Art and the Artist


I was browsing the interwebs when I came across Sojourn Community Church in Lousieville, Kentucky. They are an Acts 29 church that are seeking to reach their culture with the gospel. One intiative that they have is called 'The 930'. It's an art studio/music venue that they sponsor because they believe that they have a mandate to support the arts.
I was thinking... what is the role of visual art within Christianity. I dig art. It's one of my things. I can definately see a push within some Christian circles to 'take back the arts.'
Three great reasons I can see for doing this are:
1. God is creator, we are creatures who use creation creatively. It is part of or nature to shape creation. Adam did it through gardening, Beethoven did it with music, why not do it with art?
2. Christians have always been at the forefront of art and music until recent times. Our faith has always reflected itself in creativity.
3. Art and media are cultural indicators. It is important that Christians maintain influence in these areas so as to be light in a world of darkness.

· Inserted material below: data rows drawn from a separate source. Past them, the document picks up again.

//! Byte and word codec.
//!
//! Maps bytes to the levels of a port's 8 data lines, in the port's fixed bit
//! order, and 16-bit words to bytes, high byte first.

// Copyright (C) 2025 Piers Finlayson <piers@piers.rocks>
//
// MIT License

use crate::line::Level;

/// Line levels for one byte, in port order.
pub type ByteLevels = [Level; 8];

/// Order in which a port's data lines are listed.
#[derive(Debug, Default, Clone, Copy, PartialEq, Eq)]
pub enum BitOrder {
    /// Lines listed bit 7 first, down to bit 0.
    #[default]
    MsbFirst,
    /// Lines listed bit 0 first, up to bit 7.
    LsbFirst,
}

impl BitOrder {
    // Bit number carried by the line at position `index`.
    const fn bit(self, index: usize) -> usize {
        match self {
            BitOrder::MsbFirst => 7 - index,
            BitOrder::LsbFirst => index,
        }
    }
}

pub fn encode(byte: u8, order: BitOrder) -> ByteLevels {
    core::array::from_fn(|i| Level::from_bit(byte & (1 << order.bit(i)) != 0))
}

pub fn decode(levels: &ByteLevels, order: BitOrder) -> u8 {
    levels
        .iter()
        .enumerate()
        .filter(|(_, level)| level.is_high())
        .fold(0u8, |byte, (i, _)| byte | (1 << order.bit(i)))
}

/// Split a word for the wire, high byte first.
pub const fn encode_word(word: u16) -> [u8; 2] {
    word.to_be_bytes()
}

pub const fn decode_word(hi: u8, lo: u8) -> u16 {
    u16::from_be_bytes([hi, lo])
}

All this said - sometimes as we pursue art, we can find ourselves worshipping beauty rather than worshipping God. For eg, we cannot bear to meet somewhere unless it pleases us aesthetically, or we go home from church up or down based on the cool power point slides rather than God's word, or we give up coming under the word altogether and start just spending time listening or participating in music and creating art. The experience of art making and art participation is powerful because it stirs our emotions. We can begin trusting this experience to fuel us rather than trusting God and his word where he meets us.
Harold Best has spoken of this in one of his lectures at SBTS. He says that art while beautiful can never replace words for expression of the gospel. God uses words to meet his people and they will mainly come to an understanding of him through words (by the power of his Spirit). The spoken or written word has never been surpassed as a communicative form because it is stable, reliable, unchanging, and has much less abiguity than a piece of music or a painting.
All of that being said, Best argues that artifacts should be part of the christian life, not as a way of explaining the gospel, but as offerings of worship to the creator God. I draw a picture as an expression of the creativity God has given me, and people can see his creative nature through my work. He gets glory from art. Artifacts are offerings, not tracts.
Therein lies the balance. Don't worship art, worship God. Trust his word to communicate and use your gifts to praise. Keep being arty for God's glory.
Picture above is called 'redemption' from the exhibition 'How Quickly comes the Night' showing at The 930.

Posted byDan at 7:59 AM  

1 comments:

Ben said... 1:50 PM  

Ah, what a refreshing lack of pragmatism!

This is the line: "Artifacts are offerings, not tracts."

I reckon save the punchline for the end of that sentence though, "Artifacts are not tracts, but offerings."

That's seriously quotable, Dan. Good job.